* TASK INSTRUCTIONS *
How many lines of the data contain the string "PartialEq"? Write the number and nothing more.

[Stored items]
· · · ·
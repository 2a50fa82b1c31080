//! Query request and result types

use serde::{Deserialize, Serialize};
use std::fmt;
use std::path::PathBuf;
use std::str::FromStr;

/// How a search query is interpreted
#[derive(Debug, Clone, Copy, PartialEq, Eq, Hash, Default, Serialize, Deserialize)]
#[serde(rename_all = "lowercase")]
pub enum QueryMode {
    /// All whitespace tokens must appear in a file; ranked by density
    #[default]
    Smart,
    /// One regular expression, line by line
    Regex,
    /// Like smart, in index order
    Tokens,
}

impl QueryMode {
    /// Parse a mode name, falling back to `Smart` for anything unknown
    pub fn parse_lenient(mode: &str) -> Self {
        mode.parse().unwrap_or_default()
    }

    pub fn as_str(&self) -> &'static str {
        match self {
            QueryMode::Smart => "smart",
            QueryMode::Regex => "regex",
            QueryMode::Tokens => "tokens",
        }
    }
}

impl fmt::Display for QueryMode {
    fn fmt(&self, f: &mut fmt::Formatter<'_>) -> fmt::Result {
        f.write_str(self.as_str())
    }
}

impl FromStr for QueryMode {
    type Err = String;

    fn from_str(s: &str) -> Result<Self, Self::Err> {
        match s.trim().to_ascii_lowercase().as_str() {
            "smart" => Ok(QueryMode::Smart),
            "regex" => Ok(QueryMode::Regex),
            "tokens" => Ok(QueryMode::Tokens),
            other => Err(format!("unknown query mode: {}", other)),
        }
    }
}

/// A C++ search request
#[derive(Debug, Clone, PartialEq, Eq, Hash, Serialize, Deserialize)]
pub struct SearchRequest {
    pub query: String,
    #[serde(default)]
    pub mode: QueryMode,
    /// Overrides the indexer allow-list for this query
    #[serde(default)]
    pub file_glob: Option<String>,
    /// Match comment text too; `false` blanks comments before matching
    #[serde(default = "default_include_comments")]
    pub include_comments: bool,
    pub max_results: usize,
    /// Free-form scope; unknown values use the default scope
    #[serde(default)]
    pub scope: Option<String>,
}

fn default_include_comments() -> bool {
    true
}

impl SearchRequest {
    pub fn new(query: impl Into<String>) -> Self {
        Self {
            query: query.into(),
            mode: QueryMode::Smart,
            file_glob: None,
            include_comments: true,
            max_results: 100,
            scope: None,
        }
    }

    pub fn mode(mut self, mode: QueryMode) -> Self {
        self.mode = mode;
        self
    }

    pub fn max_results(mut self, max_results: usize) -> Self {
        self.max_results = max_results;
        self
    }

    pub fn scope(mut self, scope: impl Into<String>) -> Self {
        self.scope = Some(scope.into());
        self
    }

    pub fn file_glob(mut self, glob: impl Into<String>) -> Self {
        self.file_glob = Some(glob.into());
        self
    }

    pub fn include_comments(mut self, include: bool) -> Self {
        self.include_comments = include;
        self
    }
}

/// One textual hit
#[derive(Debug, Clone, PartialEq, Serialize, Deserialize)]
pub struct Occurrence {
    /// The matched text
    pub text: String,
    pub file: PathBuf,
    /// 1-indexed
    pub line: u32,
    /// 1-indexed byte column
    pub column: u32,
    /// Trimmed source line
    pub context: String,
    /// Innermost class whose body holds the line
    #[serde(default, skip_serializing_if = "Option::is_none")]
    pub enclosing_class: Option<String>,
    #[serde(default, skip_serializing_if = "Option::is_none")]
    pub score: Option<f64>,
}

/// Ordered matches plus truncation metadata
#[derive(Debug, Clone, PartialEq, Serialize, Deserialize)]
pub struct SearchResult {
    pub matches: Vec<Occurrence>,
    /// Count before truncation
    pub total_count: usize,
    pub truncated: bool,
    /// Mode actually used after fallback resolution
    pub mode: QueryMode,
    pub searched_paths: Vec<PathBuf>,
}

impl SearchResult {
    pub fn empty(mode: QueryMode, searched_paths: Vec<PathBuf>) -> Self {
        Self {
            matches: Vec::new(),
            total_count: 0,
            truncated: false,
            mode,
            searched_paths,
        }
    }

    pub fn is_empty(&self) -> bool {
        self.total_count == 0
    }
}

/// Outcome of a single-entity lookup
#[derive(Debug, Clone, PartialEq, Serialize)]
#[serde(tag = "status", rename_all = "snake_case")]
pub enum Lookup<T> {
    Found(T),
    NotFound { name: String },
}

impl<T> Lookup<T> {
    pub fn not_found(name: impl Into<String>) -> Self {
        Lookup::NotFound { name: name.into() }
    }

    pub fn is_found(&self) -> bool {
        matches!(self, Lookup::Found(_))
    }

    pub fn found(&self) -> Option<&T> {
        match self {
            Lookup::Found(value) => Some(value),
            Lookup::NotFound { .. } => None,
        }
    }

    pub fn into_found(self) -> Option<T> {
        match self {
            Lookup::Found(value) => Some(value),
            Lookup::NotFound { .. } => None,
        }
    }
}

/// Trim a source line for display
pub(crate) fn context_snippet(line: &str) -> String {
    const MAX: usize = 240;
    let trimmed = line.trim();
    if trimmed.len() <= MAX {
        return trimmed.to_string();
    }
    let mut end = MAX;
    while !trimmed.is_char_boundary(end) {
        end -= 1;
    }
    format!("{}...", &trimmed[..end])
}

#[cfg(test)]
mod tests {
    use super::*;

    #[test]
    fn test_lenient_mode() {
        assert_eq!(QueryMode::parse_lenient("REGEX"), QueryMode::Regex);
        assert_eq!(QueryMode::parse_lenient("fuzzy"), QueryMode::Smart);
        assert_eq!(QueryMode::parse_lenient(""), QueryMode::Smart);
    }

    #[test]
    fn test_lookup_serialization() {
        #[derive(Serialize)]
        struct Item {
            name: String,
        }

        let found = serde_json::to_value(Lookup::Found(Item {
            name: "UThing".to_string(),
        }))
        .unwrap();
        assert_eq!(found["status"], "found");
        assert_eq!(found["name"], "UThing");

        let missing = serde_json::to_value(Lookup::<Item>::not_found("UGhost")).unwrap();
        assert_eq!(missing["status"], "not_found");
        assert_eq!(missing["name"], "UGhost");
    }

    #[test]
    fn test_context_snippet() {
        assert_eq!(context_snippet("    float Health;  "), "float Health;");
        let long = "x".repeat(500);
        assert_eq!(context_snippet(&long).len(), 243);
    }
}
· · · ·
* ANSWER BOX *
5